[slurm-users] Priority access for a group of users

3,127 views
Skip to first unread message

David Baker

unread,
Feb 15, 2019, 4:08:03 AM2/15/19
to slurm...@lists.schedmd.com

Hello.


We have a small set of compute nodes owned by a group. The group has agreed that the rest of the HPC community can use these nodes providing that they (the owners) can always have priority access to the nodes. The four nodes are well provisioned (1 TByte memory each plus 2 GRID K2 graphics cards) and so there is no need to worry about preemption. In fact I'm happy for the nodes to be used as well as possible by all users. It's just that jobs from the owners must take priority if resources are scarce.  


What is the best way to achieve the above in slurm? I'm planning to place the nodes in their own partition. The node owners will have priority access to the nodes in that partition, but will have no advantage when submitting jobs to the public resources. Does anyone please have any ideas how to deal with this?


Best regards,

David


Marcus Wagner

unread,
Feb 15, 2019, 7:20:37 AM2/15/19
to slurm...@lists.schedmd.com
Hi David,

as far as I know, you can use the PriorityTier (partition parameter) to achieve this. According to the manpages (if I remember right) jobs from higher priority tier partitions have precedence over jobs from lower priority tier partitions, without taking the normal fairshare priority into consideration.

Best
Marcus
-- 
Marcus Wagner, Dipl.-Inf.

IT Center
Abteilung: Systeme und Betrieb
RWTH Aachen University
Seffenter Weg 23
52074 Aachen
Tel: +49 241 80-24383
Fax: +49 241 80-624383
wag...@itc.rwth-aachen.de
www.itc.rwth-aachen.de

Paul Edmon

unread,
Feb 15, 2019, 10:06:23 AM2/15/19
to slurm...@lists.schedmd.com

Yup, PriorityTier is what we use to do exactly that here.  That said unless you turn on preemption jobs may still pend if there is no space.  We run with REQUEUE on which has worked well.


-Paul Edmon-

david baker

unread,
Feb 15, 2019, 11:57:26 AM2/15/19
to Slurm User Community List
Hi Paul, Marcus,

Thank you for your replies. Using partition priority all makes sense. I was thinking of doing something similar with a set of nodes purchased by another group. That is, having a private high priority partition and a lower priority "scavenger" partition for the public. In this case scavenger jobs will get killed when preempted. 
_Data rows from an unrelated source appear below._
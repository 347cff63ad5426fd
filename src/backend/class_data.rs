//! Resolver-provided class metadata.

use std::collections::BTreeSet;

use indexmap::IndexMap;
use serde::{Deserialize, Serialize};

use super::types::enum_type_name;

/// What the upstream resolver knows about a class.
///
/// Read-only for the engine except for [`ClassData::register_method`]: every method the engine defines, synthesized
/// accessors included, is recorded so later lookups see it.
#[derive(Debug, Clone, Default, PartialEq, Eq, Serialize, Deserialize)]
pub struct ClassData {
    /// Member name → declared type.
    #[serde(default)]
    pub members: IndexMap<String, String>,
    /// Method name → return type (`None` for `void`).
    #[serde(default)]
    pub methods: IndexMap<String, Option<String>>,
    /// Enum constant → enum type (`Stateenum`).
    #[serde(default)]
    pub enums: IndexMap<String, String>,
}

impl ClassData {
    pub fn new() -> Self {
        Self::default()
    }

    pub fn with_member(mut self, name: impl Into<String>, ty: impl Into<String>) -> Self {
        self.members.insert(name.into(), ty.into());
        self
    }

    pub fn with_method(mut self, name: impl Into<String>, return_type: Option<&str>) -> Self {
        self.methods.insert(name.into(), return_type.map(str::to_string));
        self
    }

    pub fn with_enum_constant(mut self, name: impl Into<String>, ty: impl Into<String>) -> Self {
        self.enums.insert(name.into(), ty.into());
        self
    }

    pub fn member_type(&self, name: &str) -> Option<&str> {
        self.members.get(name).map(String::as_str)
    }

    pub fn register_method(&mut self, name: &str, return_type: Option<String>) {
        self.methods.insert(name.to_string(), return_type);
    }

    /// Distinct native enum type names, sorted (`Stateenum` → `State`).
    pub fn enum_types(&self) -> BTreeSet<String> {
        self.enums.values().map(|ty| enum_type_name(ty).unwrap_or_else(|| ty.clone())).collect()
    }
}
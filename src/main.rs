//! gdcpp CLI entry point

fn main() {
    gdcpp::cli::run();
}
In the present case , I did wonder if it would be possible to do something with just a single partition -- hence my question.Your replies have convinced me that two partitions will work -- with preemption leading to re-queued jobs. 

Best regards,
David 

Henkel, Andreas

unread,
Feb 18, 2019, 2:28:38 AM2/18/19
to Slurm User Community List
Hi David,

I think there is another option if you don’t want to use preemption. If the max runlimit is small (several hours for example) working without preemption may be acceptable. 
Assign a qos with a priority boost to the owners of the node. Then whenever they submit jobs to the partition they get to the top off the queue.
This works only if there is one dedicated partition for those nodes but accessible for all users of course. 

Best,
Andreas 

Marcus Wagner

unread,
Feb 18, 2019, 3:08:33 AM2/18/19
to slurm...@lists.schedmd.com
Hi Andreas,


doesn't it suffice to use priority tier partitions? You don't need to use preemption at all, do you?


Best
Marcus

Henkel

unread,
Feb 18, 2019, 4:53:04 AM2/18/19
to slurm...@lists.schedmd.com

Hi Marcus,

sure, using Prioritytier is fine. And my point wasn't so much about preepmtion but exactely about to use just one partition and no preemption instead of two partitions, which is what David was asking for, isn't? But actuallym, I forgot that you can do it in one partition too by using preempt/qos. Though we haven't use that.

Best,

Andreas

-- 
Dr. Andreas Henkel
Operativer Leiter HPC
Zentrum für Datenverarbeitung
Johannes Gutenberg Universität
Anselm-Franz-von-Bentzelweg 12
55099 Mainz
Telefon: +49 6131 39 26434
OpenPGP Fingerprint: FEC6 287B EFF3
7998 A141 03BA E2A9 089F 2D8E F37E
0xE2A9089F2D8EF37E.asc
signature.asc

Prentice Bisbal

unread,
Feb 19, 2019, 9:13:15 AM2/19/19
to slurm...@lists.schedmd.com

I just set this up a couple of weeks ago myself. Creating two partitions is definitely the way to go. I created one partition, "general" for normal, general-access jobs, and another, "interruptible" for general-access jobs that can be interrupted, and then set PriorityTier accordingly in my slurm.conf file (Node names omitted for clarity/brevity).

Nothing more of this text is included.